[Items listed in a dataset]

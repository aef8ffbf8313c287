// ==========================================
// 测试辅助函数
// ==========================================
// 职责: 提供测试所需的数据库初始化、演示目录、配置构造等功能
// ==========================================

#![allow(dead_code)]

use rusqlite::Connection;
use std::error::Error;
use std::sync::{Arc, Mutex};
use tempfile::NamedTempFile;
use vc_planner::app::AppState;
use vc_planner::domain::{CatalogSnapshot, Configuration, ImportMode};
use vc_planner::sample_data::{sample_bundle, SAMPLE_PRODUCT_ID};

/// 创建临时测试数据库并初始化 schema
///
/// # 返回
/// - NamedTempFile: 临时数据库文件（需要保持存活）
/// - String: 数据库文件路径
pub fn create_test_db() -> Result<(NamedTempFile, String), Box<dyn Error>> {
    let temp_file = NamedTempFile::new()?;
    let db_path = temp_file.path().to_str().unwrap().to_string();

    let conn = open_test_connection(&db_path)?;
    vc_planner::db::init_schema(&conn)?;

    Ok((temp_file, db_path))
}

/// 打开测试连接 (与生产相同的 PRAGMA)
pub fn open_test_connection(db_path: &str) -> rusqlite::Result<Connection> {
    vc_planner::db::open_sqlite_connection(db_path)
}

/// 共享连接 (仓储构造用)
pub fn shared_connection(db_path: &str) -> Result<Arc<Mutex<Connection>>, Box<dyn Error>> {
    Ok(Arc::new(Mutex::new(open_test_connection(db_path)?)))
}

/// 写入演示目录后的 AppState
pub fn seeded_state() -> Result<(NamedTempFile, AppState), Box<dyn Error>> {
    let (temp_file, db_path) = create_test_db()?;
    let state = AppState::new(db_path)?;
    state
        .catalog_api
        .import_bundle(sample_bundle(), ImportMode::Replace)?;
    Ok((temp_file, state))
}

/// 演示产品的引擎快照
pub fn sample_snapshot() -> CatalogSnapshot {
    sample_bundle().snapshot_for(Some(SAMPLE_PRODUCT_ID))
}

/// 由 (类别, 特征值) 列表构造配置
pub fn selection(pairs: &[(&str, &str)]) -> Configuration {
    pairs
        .iter()
        .fold(Configuration::new(), |cfg, (class_id, char_id)| cfg.with(class_id, char_id))
}

/// 浮点近似断言
pub fn assert_close(actual: f64, expected: f64, context: &str) {
    assert!(
        (actual - expected).abs() < 1e-4,
        "{}: expected {:.6}, got {:.6}",
        context,
        expected,
        actual
    );
}
// ==========================================
// 整车配置规划 - 领域模型层
// ==========================================
// 职责: 定义目录、规则、配置选择、计算结果等领域实体
// 红线: 不含数据访问逻辑,不含引擎逻辑
// ==========================================

pub mod catalog;
pub mod configuration;
pub mod derivation;
pub mod evaluation;
pub mod rule;
pub mod snapshot;
pub mod types;
pub mod version;

// 重导出核心类型
pub use catalog::{Catalog, Characteristic, FeatureClass, Product, Region};
pub use configuration::Configuration;
pub use derivation::{
    CalculationStep, ClassProbabilities, DerivationResult, ProbabilityCheck, ProbabilityMap,
    RegionBreakdown, VolumeMap,
};
pub use evaluation::{ConfigurationWarning, EvaluationResult, Violation, WarningKind};
pub use rule::{Condition, ConfigurationRule, DependencyRule, RuleResult};
pub use snapshot::{CatalogBundle, CatalogSnapshot, ImportMode};
pub use types::{
    ClassKind, ConditionLogic, ConditionOperator, RegionScope, ResultOperator, ALL_REGIONS,
};
pub use version::{CatalogVersion, ProbabilityScenario};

About this exercise: Beginning at the first line of the records, retype exactly every line up to and including the one with "use std::error::Error;".

Written solution:
repository aef8ffbf8313c287
// ==========================================
// 测试辅助函数
// ==========================================
// 职责: 提供测试所需的数据库初始化、演示目录、配置构造等功能
// ==========================================

#![allow(dead_code)]

use rusqlite::Connection;
use std::error::Error;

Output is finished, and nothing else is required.